With Ruby 2.3 and later you can use a squiggly heredoc (<<~) to suppress the leading whitespace of content lines:

def test
<<~END
First content line.
Two spaces here.
No space here.
END
end


test
# => "First content line.\n  Two spaces here.\nNo space here.\n"

From the Ruby literals documentation:

The indentation of the least-indented line will be removed from each line of the content. Note that empty lines and lines consisting solely of literal tabs and spaces will be ignored for the purposes of determining indentation, but escaped tabs and spaces are considered non-indentation characters.

I collect answers and got this:

class Match < ActiveRecord::Base
has_one :invitation
scope :upcoming, -> do
joins(:invitation)
.where(<<-SQL_QUERY.strip_heredoc, Date.current, Date.current).order('invitations.date ASC')
CASE WHEN invitations.autogenerated_for_round IS NULL THEN invitations.date >= ?
ELSE (invitations.round_end_time >= ? AND match_plays.winner_id IS NULL) END
SQL_QUERY
end
end

It generates excellent SQL and do not go out of AR scopes.
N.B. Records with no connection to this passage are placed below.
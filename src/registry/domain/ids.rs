//! Identifier type for stored registry configurations.

use serde::{Deserialize, Serialize};
use std::fmt;
use std::str::FromStr;
use uuid::Uuid;

/// Unique identifier for a stored registry configuration.
#[derive(Debug, Clone, Copy, PartialEq, Eq, Hash, Serialize, Deserialize)]
#[serde(transparent)]
pub struct RegistryConfigId(Uuid);

impl RegistryConfigId {
    /// Creates a new random identifier.
    #[must_use]
    pub fn new() -> Self {
        Self(Uuid::new_v4())
    }

    /// Creates an identifier from an existing UUID.
    #[must_use]
    pub const fn from_uuid(uuid: Uuid) -> Self {
        Self(uuid)
    }

    /// Returns the wrapped UUID.
    #[must_use]
    pub const fn into_inner(self) -> Uuid {
        self.0
    }
}

impl Default for RegistryConfigId {
    fn default() -> Self {
        Self::new()
    }
}

impl fmt::Display for RegistryConfigId {
    fn fmt(&self, f: &mut fmt::Formatter<'_>) -> fmt::Result {
        write!(f, "{}", self.0)
    }
}

impl FromStr for RegistryConfigId {
    type Err = uuid::Error;

    fn from_str(s: &str) -> Result<Self, Self::Err> {
        Uuid::parse_str(s.trim()).map(Self)
    }
}
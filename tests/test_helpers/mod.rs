//! Scoped environment overrides for integration tests.

use std::env;
use std::ffi::OsString;
use std::sync::{Mutex, MutexGuard, OnceLock, PoisonError};

static ENV_MUTEX: OnceLock<Mutex<()>> = OnceLock::new();

/// Restores the overridden variables when dropped.
pub struct EnvVarGuard {
    previous: Vec<(OsString, Option<OsString>)>,
    _lock: MutexGuard<'static, ()>,
}

impl EnvVarGuard {
    /// Applies `changes`, removing a variable whose value is `None`.
    pub fn set_many(changes: &[(OsString, Option<OsString>)]) -> Self {
        let lock = ENV_MUTEX
            .get_or_init(|| Mutex::new(()))
            .lock()
            .unwrap_or_else(PoisonError::into_inner);
        let previous = changes
            .iter()
            .map(|(key, value)| {
                let prior = env::var_os(key);
                apply(key, value.as_ref());
                (key.clone(), prior)
            })
            .collect();
        Self {
            previous,
            _lock: lock,
        }
    }
}

impl Drop for EnvVarGuard {
    fn drop(&mut self) {
        for (key, value) in self.previous.drain(..).rev() {
            apply(&key, value.as_ref());
        }
    }
}

fn apply(key: &OsString, value: Option<&OsString>) {
    // SAFETY: ENV_MUTEX serialises every environment change made by the tests.
    unsafe {
        match value {
            Some(set) => env::set_var(key, set),
            None => env::remove_var(key),
        }
    }
}
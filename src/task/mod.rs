//! Transfer task lifecycle.
//!
//! A task records one requested image transfer. Creating a task stores a
//! pending record and hands the transfer to a background execution, which
//! moves the record through `running` to `completed` or `failed`; a user
//! cancellation or service shutdown ends it as `cancelled` instead. Every
//! write is a compare-and-swap on the record's version, so once a task is
//! terminal no late writer can change it. The module follows hexagonal
//! architecture:
//!
//! - Domain types in [`domain`]
//! - Port contracts in [`ports`]
//! - Adapter implementations in [`adapters`]
//! - Orchestration services in [`services`]

pub mod adapters;
pub mod domain;
pub mod ports;
pub mod services;
//! `PostgreSQL` adapter for registry configuration persistence.

mod models;
mod repository;
mod schema;

pub use repository::{PostgresRegistryConfigRepository, RegistryPgPool};
//! Progress observer port.

use crate::transfer::domain::TransferStep;
use tokio::sync::mpsc::UnboundedSender;

/// Receives step notifications as the pipeline advances.
///
/// Notifications are fire-and-forget: an observer must not block.
pub trait StepObserver: Send + Sync {
    /// Called when `step` begins.
    fn step_started(&self, step: TransferStep);
}

/// Discards all notifications.
impl StepObserver for () {
    fn step_started(&self, _step: TransferStep) {}
}

/// Forwards notifications to a channel; a closed receiver is ignored.
impl StepObserver for UnboundedSender<TransferStep> {
    fn step_started(&self, step: TransferStep) {
        if self.send(step).is_err() {
            tracing::trace!(?step, "step receiver closed");
        }
    }
}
I needed to use something with system whereby I could split long sed commands across lines and then remove indentation AND newlines...
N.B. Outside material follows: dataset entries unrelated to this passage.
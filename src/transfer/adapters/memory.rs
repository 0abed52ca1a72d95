//! In-memory image client for pipeline and lifecycle tests.

use async_trait::async_trait;
use std::collections::{BTreeSet, HashMap};
use std::sync::{Arc, PoisonError, RwLock};
use std::time::Duration;
use tokio_util::sync::CancellationToken;

use crate::transfer::{
    domain::RegistryCredentials,
    ports::{ImageClient, ImageClientError, ImageClientResult, run_cancellable},
};

/// Operation kinds accepted by [`InMemoryImageClient`] fault injection.
#[derive(Debug, Clone, Copy, PartialEq, Eq, Hash)]
pub enum ImageOperation {
    /// [`ImageClient::pull`].
    Pull,
    /// [`ImageClient::tag`].
    Tag,
    /// [`ImageClient::push`].
    Push,
    /// [`ImageClient::remove`].
    Remove,
}

/// One recorded client call.
#[derive(Debug, Clone, PartialEq, Eq)]
pub struct ImageCall {
    /// Operation invoked.
    pub operation: ImageOperation,
    /// Reference the operation acted on (the target for tags).
    pub reference: String,
}

/// An image accepted by [`ImageClient::push`].
#[derive(Debug, Clone, PartialEq, Eq)]
pub struct PushedImage {
    /// Pushed reference.
    pub reference: String,
    /// Username presented to the registry.
    pub username: String,
}

/// Thread-safe image client that keeps "local" images in a set.
///
/// Pulls always succeed unless a failure is injected; tag, push, and remove
/// require the named image to be stored locally.
#[derive(Debug, Clone, Default)]
pub struct InMemoryImageClient {
    state: Arc<RwLock<InMemoryImageState>>,
}

#[derive(Debug, Default)]
struct InMemoryImageState {
    local: BTreeSet<String>,
    pushed: Vec<PushedImage>,
    calls: Vec<ImageCall>,
    failures: HashMap<ImageOperation, String>,
    delays: HashMap<ImageOperation, Duration>,
}

impl InMemoryImageClient {
    /// Creates a client with an empty local store.
    #[must_use]
    pub fn new() -> Self {
        Self::default()
    }

    /// Makes every later `operation` fail with `message`.
    pub fn fail_on(&self, operation: ImageOperation, message: impl Into<String>) {
        self.write_state()
            .failures
            .insert(operation, message.into());
    }

    /// Makes every later `operation` wait `delay` before completing.
    ///
    /// The wait observes the cancellation token passed to the call.
    pub fn delay_on(&self, operation: ImageOperation, delay: Duration) {
        self.write_state().delays.insert(operation, delay);
    }

    /// Returns `true` when `reference` is stored locally.
    #[must_use]
    pub fn has_local(&self, reference: &str) -> bool {
        self.read_state().local.contains(reference)
    }

    /// Returns every locally stored reference in sorted order.
    #[must_use]
    pub fn local_images(&self) -> Vec<String> {
        self.read_state().local.iter().cloned().collect()
    }

    /// Returns every image accepted by a push, oldest first.
    #[must_use]
    pub fn pushed(&self) -> Vec<PushedImage> {
        self.read_state().pushed.clone()
    }

    /// Returns every call made so far, oldest first.
    #[must_use]
    pub fn calls(&self) -> Vec<ImageCall> {
        self.read_state().calls.clone()
    }

    fn read_state(&self) -> std::sync::RwLockReadGuard<'_, InMemoryImageState> {
        self.state.read().unwrap_or_else(PoisonError::into_inner)
    }

    fn write_state(&self) -> std::sync::RwLockWriteGuard<'_, InMemoryImageState> {
        self.state.write().unwrap_or_else(PoisonError::into_inner)
    }

    /// Records the call, honours injected delays and failures, then applies
    /// `effect` to the store.
    async fn perform<F>(
        &self,
        cancel: &CancellationToken,
        operation: ImageOperation,
        reference: &str,
        effect: F,
    ) -> ImageClientResult<()>
    where
        F: FnOnce(&mut InMemoryImageState) -> ImageClientResult<()> + Send,
    {
        let (delay, failure) = {
            let mut state = self.write_state();
            state.calls.push(ImageCall {
                operation,
                reference: reference.to_owned(),
            });
            (
                state.delays.get(&operation).copied(),
                state.failures.get(&operation).cloned(),
            )
        };

        if let Some(delay) = delay {
            run_cancellable(cancel, async {
                tokio::time::sleep(delay).await;
                Ok(())
            })
            .await?;
        }
        if cancel.is_cancelled() {
            return Err(ImageClientError::Cancelled);
        }
        if let Some(message) = failure {
            return Err(ImageClientError::Rejected(message));
        }

        effect(&mut self.write_state())
    }
}

fn require_local(state: &InMemoryImageState, reference: &str) -> ImageClientResult<()> {
    if state.local.contains(reference) {
        Ok(())
    } else {
        Err(ImageClientError::NotFound(reference.to_owned()))
    }
}

#[async_trait]
impl ImageClient for InMemoryImageClient {
    async fn pull(&self, cancel: &CancellationToken, reference: &str) -> ImageClientResult<()> {
        self.perform(cancel, ImageOperation::Pull, reference, |state| {
            state.local.insert(reference.to_owned());
            Ok(())
        })
        .await
    }

    async fn tag(
        &self,
        cancel: &CancellationToken,
        source: &str,
        target: &str,
    ) -> ImageClientResult<()> {
        self.perform(cancel, ImageOperation::Tag, target, |state| {
            require_local(state, source)?;
            state.local.insert(target.to_owned());
            Ok(())
        })
        .await
    }

    async fn push(
        &self,
        cancel: &CancellationToken,
        reference: &str,
        credentials: &RegistryCredentials,
    ) -> ImageClientResult<()> {
        self.perform(cancel, ImageOperation::Push, reference, |state| {
            require_local(state, reference)?;
            state.pushed.push(PushedImage {
                reference: reference.to_owned(),
                username: credentials.username().to_owned(),
            });
            Ok(())
        })
        .await
    }

    async fn remove(&self, cancel: &CancellationToken, reference: &str) -> ImageClientResult<()> {
        self.perform(cancel, ImageOperation::Remove, reference, |state| {
            if state.local.remove(reference) {
                Ok(())
            } else {
                Err(ImageClientError::NotFound(reference.to_owned()))
            }
        })
        .await
    }
}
def update_makefile(build_path, version, sha1)
system <<-CMD.strip_heredoc(true)
\\sed -i".bak"
-e "s/GIT_VERSION[\ ]*:=.*/GIT_VERSION := 20171-2342/g"
-e "s/GIT_VERSION_SHA1[\ ]:=.*/GIT_VERSION_SHA1 := 2342/g"
"/tmp/Makefile"
CMD
end

So I came up with this:

class ::String
def strip_heredoc(compress = false)
stripped = gsub(/^#{scan(/^\s*/).min_by(&:length)}/, "")
compress ? stripped.gsub(/\n/," ").chop : stripped
end
end

Default behavior is to not strip newlines, just like all the other examples.